Village trustees on Tuesday heard a presentation from Don Hardt, a client services manager for IMS, a firm that specializes in pavement analysis.
Hardt gave a Powerpoint presentation that explained how the company’s trucks loaded with assorted devices will ride along every mile of the local streets.
Those devices will record the conditions of the pavement, and also will scan the conditions that exist under the pavement. For extra money, the analysis will also record the state of every street sign and traffic signal.
Hardt said the resulting analysis will merely tell officials the condition of the roads. Whether that condition merits immediate repairs, or a choice to hold off, is to be made by village officials themselves.
Village Administrator J. Wynsma said the pavement analysis would cost about $32,000, with about another $15,000 if the street sign and traffic signal analysis also is done.

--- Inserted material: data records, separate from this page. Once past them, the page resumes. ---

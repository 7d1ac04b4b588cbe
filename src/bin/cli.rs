// src/bin/cli.rs
use std::process::ExitCode;

use biblia_scrape::cli::{self, Cli};
use clap::Parser;

fn main() -> color_eyre::Result<ExitCode> {
    color_eyre::install()?;
    let args = Cli::parse();
    biblia_scrape::log::init(args.verbose, args.log_file.as_deref())?;
    Ok(cli::run(args)?)
}
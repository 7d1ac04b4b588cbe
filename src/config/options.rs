// src/config/options.rs
use std::path::PathBuf;
use std::time::Duration;

use super::consts::*;

/// Which books of the manifest a download run touches.
/// Book numbers are the 1-based positions across both testaments.
#[derive(Clone, Debug, PartialEq, Eq)]
pub enum BookSelector {
    All,
    Numbers(Vec<u32>),
}

impl BookSelector {
    pub fn includes(&self, book_number: u32) -> bool {
        match self {
            BookSelector::All => true,
            BookSelector::Numbers(v) => v.binary_search(&book_number).is_ok(),
        }
    }

    /// Parse `"1-5,40"` style lists. Result is sorted and deduplicated.
    pub fn parse(s: &str) -> Result<Self, String> {
        let mut out = Vec::new();
        for part in s.split(',') {
            let part = part.trim();
            if part.is_empty() { continue; }
            if let Some((a, b)) = part.split_once('-') {
                let a: u32 = a.trim().parse().map_err(|_| format!("Invalid book number in range: {part}"))?;
                let b: u32 = b.trim().parse().map_err(|_| format!("Invalid book number in range: {part}"))?;
                if a == 0 || a > b { return Err(format!("Invalid range: {part}")); }
                if b > MAX_BOOK_NUMBER { return Err(format!("Book numbers stop at {MAX_BOOK_NUMBER}: {part}")); }
                out.extend(a..=b);
            } else {
                let v: u32 = part.parse().map_err(|_| format!("Invalid book number: {part}"))?;
                if v == 0 { return Err(s!("Book numbers start at 1")); }
                if v > MAX_BOOK_NUMBER { return Err(format!("Book numbers stop at {MAX_BOOK_NUMBER}: {part}")); }
                out.push(v);
            }
        }
        if out.is_empty() {
            return Err(s!("Empty book list"));
        }
        out.sort_unstable();
        out.dedup();
        Ok(BookSelector::Numbers(out))
    }
}

#[derive(Clone, Debug, PartialEq, Eq)]
pub struct DownloadOptions {
    pub base_url: String,
    pub manifest: PathBuf,
    pub out_dir: PathBuf,
    pub stats_file: PathBuf,
    pub timeout: Duration,
    /// Pause after every chapter request. Zero disables sleeping.
    pub pause: Duration,
    pub books: BookSelector,
}

impl Default for DownloadOptions {
    fn default() -> Self {
        Self {
            base_url: s!(BASE_URL),
            manifest: PathBuf::from(DEFAULT_MANIFEST),
            out_dir: PathBuf::from(DEFAULT_OUT_DIR),
            stats_file: PathBuf::from(DEFAULT_STATS_FILE),
            timeout: Duration::from_secs(REQUEST_TIMEOUT_SECS),
            pause: Duration::from_millis(REQUEST_PAUSE_MS),
            books: BookSelector::All,
        }
    }
}

#[derive(Clone, Debug, PartialEq, Eq)]
pub struct VerifyOptions {
    pub manifest: PathBuf,
    pub dir: PathBuf,
}

impl Default for VerifyOptions {
    fn default() -> Self {
        Self {
            manifest: PathBuf::from(DEFAULT_MANIFEST),
            dir: PathBuf::from(DEFAULT_OUT_DIR),
        }
    }
}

Trustee Mike Manno said he expects some people to question the cost by suggesting someone could drive along the local roads and make visual inspections of what needs repair.
Although Public Works Superintendent Ronald Bannon said Tuesday the level of detail provided by an IMS study is far greater than what his staff could do visually. Manno also said he has heard from officials in other municipalities who say that IMS does quality work and is worth their fee.
Hardt said his company has been in existence since 1974 when it did its first study in northwest suburban Roselle, and now does work for many municipal governments across the Chicago area and the nation.
Officials did not vote to approve a study, although Wynsma said he’d like to see approval come in time for a study during the spring before blooming trees and plants block the views for the company’s scanning devices.
In other business, the Village Board voted 6-0 to approve an application for up to $400,000 from the Capital Development Block Grant program for local road repairs.
The application is for funds that would be received during 2015. For the current year, the village received $200,000 that will be used to help pay for installation of energy-efficient LED bulbs in street lights along locally controlled roads.
Officials say that about 88.5 miles of the village’s 101 miles of road overall are locally controlled.